# Instructions for the task
Taking the records below, count the lines in which "path" appears and supply only the count.

# Supplied data

[Start of section]

use std::collections::HashMap;

use crate::store::error::Result;
use crate::store::parse::DeserContext;
use crate::store::value::{Instance, ObjRef, Value};

/// Index of a registered type within its [`TypeRegistry`].
#[derive(Debug, Clone, Copy, PartialEq, Eq, Hash, PartialOrd, Ord)]
pub struct TypeId(u32);

impl TypeId {
	pub(crate) fn from_index(index: usize) -> Self {
		Self(index as u32)
	}

	pub(crate) fn index(self) -> usize {
		self.0 as usize
	}
}

/// Target shape for value coercion.
#[derive(Debug, Clone, PartialEq)]
pub enum TypeDesc {
	/// Accept any value unchanged.
	Any,
	/// Boolean.
	Bool,
	/// Signed integer.
	Int,
	/// Double-precision float.
	Float,
	/// Character code: accepts ints and hex/decimal strings.
	Char,
	/// UTF-8 string; stringifies primitives and enum names.
	String,
	/// A registered type named by a string.
	TypeRef,
	/// Ordered sequence with element-wise coercion.
	List(Box<TypeDesc>),
	/// Sequence with duplicate elements removed.
	Set(Box<TypeDesc>),
	/// Fixed-arity heterogeneous sequence.
	Tuple(Vec<TypeDesc>),
	/// String-keyed map with key/value coercion.
	Map(Box<TypeDesc>, Box<TypeDesc>),
	/// A registered record or enum type.
	Named(TypeId),
}

impl TypeDesc {
	/// Human-readable description for diagnostics.
	pub fn describe(&self, registry: &TypeRegistry) -> String {
		match self {
			TypeDesc::Any => "any".into(),
			TypeDesc::Bool => "bool".into(),
			TypeDesc::Int => "int".into(),
			TypeDesc::Float => "float".into(),
			TypeDesc::Char => "char".into(),
			TypeDesc::String => "string".into(),
			TypeDesc::TypeRef => "type".into(),
			TypeDesc::List(el) => format!("list of {}", el.describe(registry)),
			TypeDesc::Set(el) => format!("set of {}", el.describe(registry)),
			TypeDesc::Tuple(els) => format!("tuple of {} values", els.len()),
			TypeDesc::Map(_, v) => format!("map of {}", v.describe(registry)),
			TypeDesc::Named(id) => registry.name(*id).to_string(),
		}
	}
}

/// Outcome of a custom deserialize hook.
pub enum CastHint {
	/// Use this value and skip default coercion.
	Value(Value),
	/// Decline; run the default coercion path.
	Default,
}

/// Outcome of a custom serialize hook.
pub enum SerializeHint {
	/// Write this value instead of the instance.
	Value(Value),
	/// Write writable members positionally as a bracketed list.
	Linear,
	/// Decline; write the default brace block.
	Default,
}

/// Type-level deserialize hook: may replace the whole coercion.
pub type DeserializeFn = fn(Value, &mut DeserContext<'_>) -> Result<CastHint>;
/// Type-level serialize hook.
pub type SerializeFn = fn(&Value) -> Result<SerializeHint>;
/// Member-level deserialize hook: sees the owner and the incoming value.
pub type MemberDeserializeFn = fn(&ObjRef, Value, &mut DeserContext<'_>) -> Result<CastHint>;
/// Member-level serialize hook: derives the written value from the owner.
pub type MemberSerializeFn = fn(&ObjRef) -> Result<Value>;
/// Producer for a named static value.
pub type StaticFn = fn() -> Value;
/// Force-reload merge hook: apply `src` onto `dst` in place.
pub type MergeFn = fn(dst: &ObjRef, src: &ObjRef) -> Result<()>;

/// Per-member behavior switches.
#[derive(Debug, Clone, Copy, Default, PartialEq, Eq)]
pub struct MemberFlags {
	/// Never read or written; incoming keys warn like unknown ones.
	pub ignored: bool,
	/// Assignment is silently declined.
	pub read_only: bool,
	/// Skipped by the writer only.
	pub no_serialize: bool,
	/// Written as a `*Type.Name` reference instead of inline.
	pub as_reference: bool,
}

/// One declared record member.
#[derive(Debug, Clone)]
pub struct MemberDesc {
	/// Member name, matched case-insensitively by default.
	pub name: String,
	/// Declared target shape for assignments.
	pub ty: TypeDesc,
	/// Behavior switches.
	pub flags: MemberFlags,
	/// Optional custom deserialize hook.
	pub deserialize: Option<MemberDeserializeFn>,
	/// Optional custom serialize hook.
	pub serialize: Option<MemberSerializeFn>,
}

/// Declared shape of a record type.
pub struct RecordDesc {
	/// Members in declaration order; field storage mirrors this order.
	pub members: Vec<MemberDesc>,
	/// Index of the member holding the reference name, if referenceable.
	pub name_member: Option<usize>,
	/// Instances loaded from files serialize as `@"file"` references.
	pub external: bool,
	/// Member receiving children assembled from unknown typed keys.
	pub auto_children: Option<usize>,
	/// Named constants reachable through `Type.Name` syntax.
	pub statics: Vec<(String, StaticFn)>,
	/// Optional type-level deserialize hook.
	pub deserialize: Option<DeserializeFn>,
	/// Optional type-level serialize hook.
	pub serialize: Option<SerializeFn>,
	/// Optional force-reload merge strategy.
	pub merge: Option<MergeFn>,
}

impl RecordDesc {
	fn empty() -> Self {
		Self {
			members: Vec::new(),
			name_member: None,
			external: false,
			auto_children: None,
			statics: Vec::new(),
			deserialize: None,
			serialize: None,
			merge: None,
		}
	}

	/// Find a member index by name.
	pub fn find_member(&self, name: &str, case_sensitive: bool) -> Option<usize> {
		self.members.iter().position(|m| {
			if case_sensitive {
				m.name == name
			} else {
				m.name.eq_ignore_ascii_case(name)
			}
		})
	}

	/// Produce a named static value, if declared.
	pub fn static_value(&self, name: &str, case_sensitive: bool) -> Option<Value> {
		self.statics
			.iter()
			.find(|(n, _)| {
				if case_sensitive {
					n == name
				} else {
					n.eq_ignore_ascii_case(name)
				}
			})
			.map(|(_, f)| f())
	}

	fn default_fields(&self) -> Vec<Value> {
		vec![Value::Null; self.members.len()]
	}
}

/// Declared values of an enum type.
pub struct EnumDesc {
	/// Whether bracketed multi-value OR syntax is allowed.
	pub flags: bool,
	/// Declared name/bit pairs.
	pub values: Vec<(String, u64)>,
}

impl EnumDesc {
	/// Bits for a declared name.
	pub fn value_of(&self, name: &str, case_sensitive: bool) -> Option<u64> {
		self.values
			.iter()
			.find(|(n, _)| {
				if case_sensitive {
					n == name
				} else {
					n.eq_ignore_ascii_case(name)
				}
			})
			.map(|(_, bits)| *bits)
	}

	/// Declared name for an exact bit pattern.
	pub fn name_of(&self, bits: u64) -> Option<&str> {
		self.values.iter().find(|(_, b)| *b == bits).map(|(n, _)| n.as_str())
	}
}

/// Record or enum shape of a registered type.
pub enum TypeKind {
	/// Structured record with named members.
	Record(RecordDesc),
	/// Named integral constants, optionally combinable flags.
	Enum(EnumDesc),
}

/// One registered type.
pub struct TypeInfo {
	/// Registered name.
	pub name: String,
	/// Record or enum shape.
	pub kind: TypeKind,
}

impl TypeInfo {
	/// Borrow the record shape, if this is a record.
	pub fn as_record(&self) -> Option<&RecordDesc> {
		match &self.kind {
			TypeKind::Record(desc) => Some(desc),
			TypeKind::Enum(_) => None,
		}
	}

	/// Borrow the enum shape, if this is an enum.
	pub fn as_enum(&self) -> Option<&EnumDesc> {
		match &self.kind {
			TypeKind::Enum(desc) => Some(desc),
			TypeKind::Record(_) => None,
		}
	}
}

/// Registered custom coercion for one type, overriding the default path.
#[derive(Default)]
pub struct CustomCoercion {
	/// Replacement serialize behavior.
	pub serialize: Option<SerializeFn>,
	/// Replacement deserialize behavior.
	pub deserialize: Option<DeserializeFn>,
}

/// The set of types notation text may name. Lookup is case-insensitive
/// unless constructed with [`TypeRegistry::new_case_sensitive`].
pub struct TypeRegistry {
	types: Vec<TypeInfo>,
	by_name: HashMap<String, TypeId>,
	coercions: HashMap<TypeId, CustomCoercion>,
	case_sensitive: bool,
}

impl Default for TypeRegistry {
	fn default() -> Self {
		Self::new()
	}
}

impl TypeRegistry {
	/// Empty registry with case-insensitive name lookup.
	pub fn new() -> Self {
		Self {
			types: Vec::new(),
			by_name: HashMap::new(),
			coercions: HashMap::new(),
			case_sensitive: false,
		}
	}

	/// Empty registry with exact-case name lookup.
	pub fn new_case_sensitive() -> Self {
		Self { case_sensitive: true, ..Self::new() }
	}

	/// Whether name and member matching is exact-case.
	pub fn case_sensitive(&self) -> bool {
		self.case_sensitive
	}

	fn key(&self, name: &str) -> String {
		if self.case_sensitive {
			name.to_string()
		} else {
			name.to_lowercase()
		}
	}

	/// Look a type up by name.
	pub fn lookup(&self, name: &str) -> Option<TypeId> {
		self.by_name.get(&self.key(name)).copied()
	}

	/// Borrow a registered type. Ids are only minted by this registry.
	pub fn get(&self, id: TypeId) -> &TypeInfo {
		&self.types[id.index()]
	}

	/// Registered name of a type.
	pub fn name(&self, id: TypeId) -> &str {
		&self.types[id.index()].name
	}

	/// Number of registered types.
	pub fn len(&self) -> usize {
		self.types.len()
	}

	/// True when no types are registered.
	pub fn is_empty(&self) -> bool {
		self.types.is_empty()
	}

	fn insert(&mut self, name: String, kind: TypeKind) -> TypeId {
		let id = TypeId::from_index(self.types.len());
		let key = self.key(&name);
		if self.by_name.insert(key, id).is_some() {
			log::warn!("type '{name}' re-registered; later registration wins");
		}
		self.types.push(TypeInfo { name, kind });
		id
	}

	/// Register an enum with its declared name/bit pairs.
	pub fn register_enum(&mut self, name: &str, flags: bool, values: &[(&str, u64)]) -> TypeId {
		let desc = EnumDesc {
			flags,
			values: values.iter().map(|(n, b)| (n.to_string(), *b)).collect(),
		};
		self.insert(name.to_string(), TypeKind::Enum(desc))
	}

	/// Begin registering a record type.
	pub fn record(&mut self, name: &str) -> RecordBuilder<'_> {
		RecordBuilder {
			registry: self,
			name: name.to_string(),
			desc: RecordDesc::empty(),
			name_member: None,
			auto_children: None,
		}
	}

	/// Install a registry-level custom coercion for `id`.
	pub fn register_coercion(&mut self, id: TypeId, coercion: CustomCoercion) {
		self.coercions.insert(id, coercion);
	}

	/// Look up the custom coercion for `id`, if any.
	pub fn coercion(&self, id: TypeId) -> Option<&CustomCoercion> {
		self.coercions.get(&id)
	}

	/// Instantiate a record with all members null.
	pub fn new_instance(&self, id: TypeId) -> Option<ObjRef> {
		let desc = self.get(id).as_record()?;
		Some(ObjRef::new(Instance {
			ty: id,
			fields: desc.default_fields(),
			source_file: None,
		}))
	}

	/// The reference name held by an instance, if its type is referenceable
	/// and the name member holds a non-empty string.
	pub fn instance_name(&self, obj: &ObjRef) -> Option<String> {
		let inst = obj.borrow();
		let desc = self.get(inst.ty).as_record()?;
		let idx = desc.name_member?;
		match inst.fields.get(idx) {
			Some(Value::String(name)) if !name.is_empty() => Some(name.clone()),
			_ => None,
		}
	}

	/// The `Type.Name` resolver key for an instance, if nameable.
	pub fn reference_key(&self, obj: &ObjRef) -> Option<String> {
		let name = self.instance_name(obj)?;
		let ty = obj.borrow().ty;
		Some(format!("{}.{}", self.name(ty), name))
	}
}

/// Fluent registration of one record type.
pub struct RecordBuilder<'a> {
	registry: &'a mut TypeRegistry,
	name: String,
	desc: RecordDesc,
	name_member: Option<String>,
	auto_children: Option<String>,
}

impl RecordBuilder<'_> {
	/// Declare a member with default flags.
	pub fn member(self, name: &str, ty: TypeDesc) -> Self {
		self.member_with(name, ty, MemberFlags::default())
	}

	/// Declare a member with explicit flags.
	pub fn member_with(mut self, name: &str, ty: TypeDesc, flags: MemberFlags) -> Self {
		self.desc.members.push(MemberDesc {
			name: name.to_string(),
			ty,
			flags,
			deserialize: None,
			serialize: None,
		});
		self
	}

	/// Attach custom hooks to the most recently declared member.
	pub fn member_hooks(
		mut self,
		deserialize: Option<MemberDeserializeFn>,
		serialize: Option<MemberSerializeFn>,
	) -> Self {
		if let Some(last) = self.desc.members.last_mut() {
			last.deserialize = deserialize;
			last.serialize = serialize;
		}
		self
	}

	/// Mark the record referenceable through the named string member.
	/// The member is added if not already declared.
	pub fn referenceable(mut self, member: &str) -> Self {
		self.name_member = Some(member.to_string());
		self
	}

	/// Mark instances as externally stored when loaded from files.
	pub fn external(mut self) -> Self {
		self.desc.external = true;
		self
	}

	/// Route unknown typed keys into the named list member.
	/// The member is added if not already declared.
	pub fn auto_children(mut self, member: &str) -> Self {
		self.auto_children = Some(member.to_string());
		self
	}

	/// Declare a named static value.
	pub fn static_value(mut self, name: &str, f: StaticFn) -> Self {
		self.desc.statics.push((name.to_string(), f));
		self
	}

	/// Install a type-level deserialize hook.
	pub fn deserialize_with(mut self, f: DeserializeFn) -> Self {
		self.desc.deserialize = Some(f);
		self
	}

	/// Install a type-level serialize hook.
	pub fn serialize_with(mut self, f: SerializeFn) -> Self {
		self.desc.serialize = Some(f);
		self
	}

	/// Install a force-reload merge strategy.
	pub fn merge_with(mut self, f: MergeFn) -> Self {
		self.desc.merge = Some(f);
		self
	}

	/// Finish and register the record.
	pub fn finish(mut self) -> TypeId {
		let cs = self.registry.case_sensitive;
		if let Some(name) = self.name_member.take() {
			let idx = match self.desc.find_member(&name, cs) {
				Some(idx) => idx,
				None => {
					self.desc.members.push(MemberDesc {
						name,
						ty: TypeDesc::String,
						flags: MemberFlags::default(),
						deserialize: None,
						serialize: None,
					});
					self.desc.members.len() - 1
				}
			};
			self.desc.name_member = Some(idx);
		}
		if let Some(name) = self.auto_children.take() {
			let idx = match self.desc.find_member(&name, cs) {
				Some(idx) => idx,
				None => {
					self.desc.members.push(MemberDesc {
						name,
						ty: TypeDesc::List(Box::new(TypeDesc::Any)),
						flags: MemberFlags::default(),
						deserialize: None,
						serialize: None,
					});
					self.desc.members.len() - 1
				}
			};
			self.desc.auto_children = Some(idx);
		}
		self.registry.insert(self.name, TypeKind::Record(self.desc))
	}
}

[End of section]

# Exercise answer
2